When an earthquake caused masonry to fall on the desk of a staff member in the firm’s old Foxton building, she reported ‘seeing the sky’ through the roof, so Jim couriered a hard hat to her with fulsome instructions. Another staff member there, Miss Brewer, aged 93, handed in her resignation because her twin sister was fading and her bicycle unreliable. The upside for Jim was that he no longer had to covertly tip the coffee she made out of the window. I confess that I did the same. The coffee toxicity was illustrated by the lack of vegetation on the ground beneath the window.

Jim had all the qualities a lawyer should have and then some. He was very good at the law and his day-to-day work. The matters undertaken by Jim or under his supervision number in the thousands. Each and every one was important to a client, and each and every one involved effort and judgment by Jim and his able team, and I make a special mention of Kim Cook his personal assistant for 35 years.
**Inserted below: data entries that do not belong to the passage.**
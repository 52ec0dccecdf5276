//! srtp-relay-crypto - SRTP/SRTCP crypto core inspection tool
//!
//! Lists the supported suites, generates and derives keys, and protects or
//! unprotects single packets given as hex.

mod commands;
mod config;

use std::path::PathBuf;

use anyhow::Result;
use clap::{Parser, Subcommand};
use tracing_subscriber::{layer::SubscriberExt, util::SubscriberInitExt};

use crate::config::Config;

#[derive(Parser)]
#[command(name = "srtp-relay-crypto")]
#[command(about = "SRTP/SRTCP crypto core for media relays", long_about = None)]
struct Cli {
    #[command(subcommand)]
    command: Commands,

    /// Enable verbose logging
    #[arg(short, long, global = true)]
    verbose: bool,

    /// Config file to use instead of the platform default
    #[arg(short, long, global = true)]
    config: Option<PathBuf>,
}

/// Suite and key selection shared by the keyed commands
#[derive(clap::Args)]
pub struct KeyArgs {
    /// Crypto suite name (overrides `default_suite`)
    #[arg(short, long)]
    pub suite: Option<String>,

    /// Base64 master key || salt, `inline:` prefix optional (overrides [keys] inline)
    #[arg(short, long)]
    pub key: Option<String>,

    /// Operate on RTCP instead of RTP
    #[arg(long)]
    pub rtcp: bool,
}

#[derive(Subcommand)]
enum Commands {
    /// List the supported crypto suites
    Suites {
        /// Print the suite table as JSON
        #[arg(long)]
        json: bool,
    },

    /// Generate a random master key and salt
    Keygen {
        /// Crypto suite name (determines key and salt lengths)
        #[arg(short, long)]
        suite: Option<String>,

        /// Store the generated key in the config file
        #[arg(long)]
        save: bool,
    },

    /// Show the session keys derived from the master key
    Derive {
        #[command(flatten)]
        keys: KeyArgs,
    },

    /// Protect an RTP/RTCP packet given as hex
    Protect {
        #[command(flatten)]
        keys: KeyArgs,

        /// Highest index already used on this stream (the next packet goes after it)
        #[arg(long)]
        last_index: Option<u64>,

        /// Packet bytes in hex
        packet: String,
    },

    /// Verify and decrypt an SRTP/SRTCP packet given as hex
    Unprotect {
        #[command(flatten)]
        keys: KeyArgs,

        /// Highest index already accepted on this stream
        #[arg(long)]
        last_index: Option<u64>,

        /// Packet bytes in hex
        packet: String,
    },
}

fn main() -> Result<()> {
    let cli = Cli::parse();

    // Initialize logging
    let filter = if cli.verbose { "debug" } else { "info" };
    tracing_subscriber::registry()
        .with(
            tracing_subscriber::EnvFilter::try_from_default_env().unwrap_or_else(|_| filter.into()),
        )
        .with(tracing_subscriber::fmt::layer().with_target(false))
        .init();

    let config = match &cli.config {
        Some(path) => Config::load_from(path)?,
        None => Config::load()?,
    };

    match cli.command {
        Commands::Suites { json } => {
            commands::list_suites(json)?;
        }
        Commands::Keygen { suite, save } => {
            let suite = config.suite(suite.as_deref())?;
            let inline = commands::keygen(suite)?;
            println!("{}", inline);
            if save {
                let config_path = match cli.config {
                    Some(path) => path,
                    None => Config::config_path()?,
                };
                let mut config = config;
                config.default_suite = Some(suite.name.to_string());
                let mut keys = config.keys.take().unwrap_or_default();
                keys.inline = Some(inline);
                config.keys = Some(keys);
                config.save_to(&config_path)?;
                tracing::info!("Saved key to {}", config_path.display());
            }
        }
        Commands::Derive { keys } => {
            commands::derive(&config, &keys)?;
        }
        Commands::Protect {
            keys,
            last_index,
            packet,
        } => {
            commands::protect(&config, &keys, last_index, &packet)?;
        }
        Commands::Unprotect {
            keys,
            last_index,
            packet,
        } => {
            commands::unprotect(&config, &keys, last_index, &packet)?;
        }
    }

    Ok(())
}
When his illness was diagnosed, one of his main concerns was to secure the future employment of his staff and the welfare of his clients. Through his efforts, Wakefields Lawyers will take over Simco Lawyers Limited effective from 1 April 2018.

Of course, Jim’s true legacy is his family. To his wife, Carma, and his children Madeline, James Bruce and Skye, we extend our sympathy and share their loss.  Thank you for sharing Jim with us.

Jim loved reading, writing and discussing poetry. His original verse graced many a special occasion and he proudly asserted his Scottish and Viking ancestry with the following toast:

‘Old friends are true friends,
Blood is thicker than water,
Death to the enemy’

Rest in peace Jim.

John West, LLB, professional colleague and friend.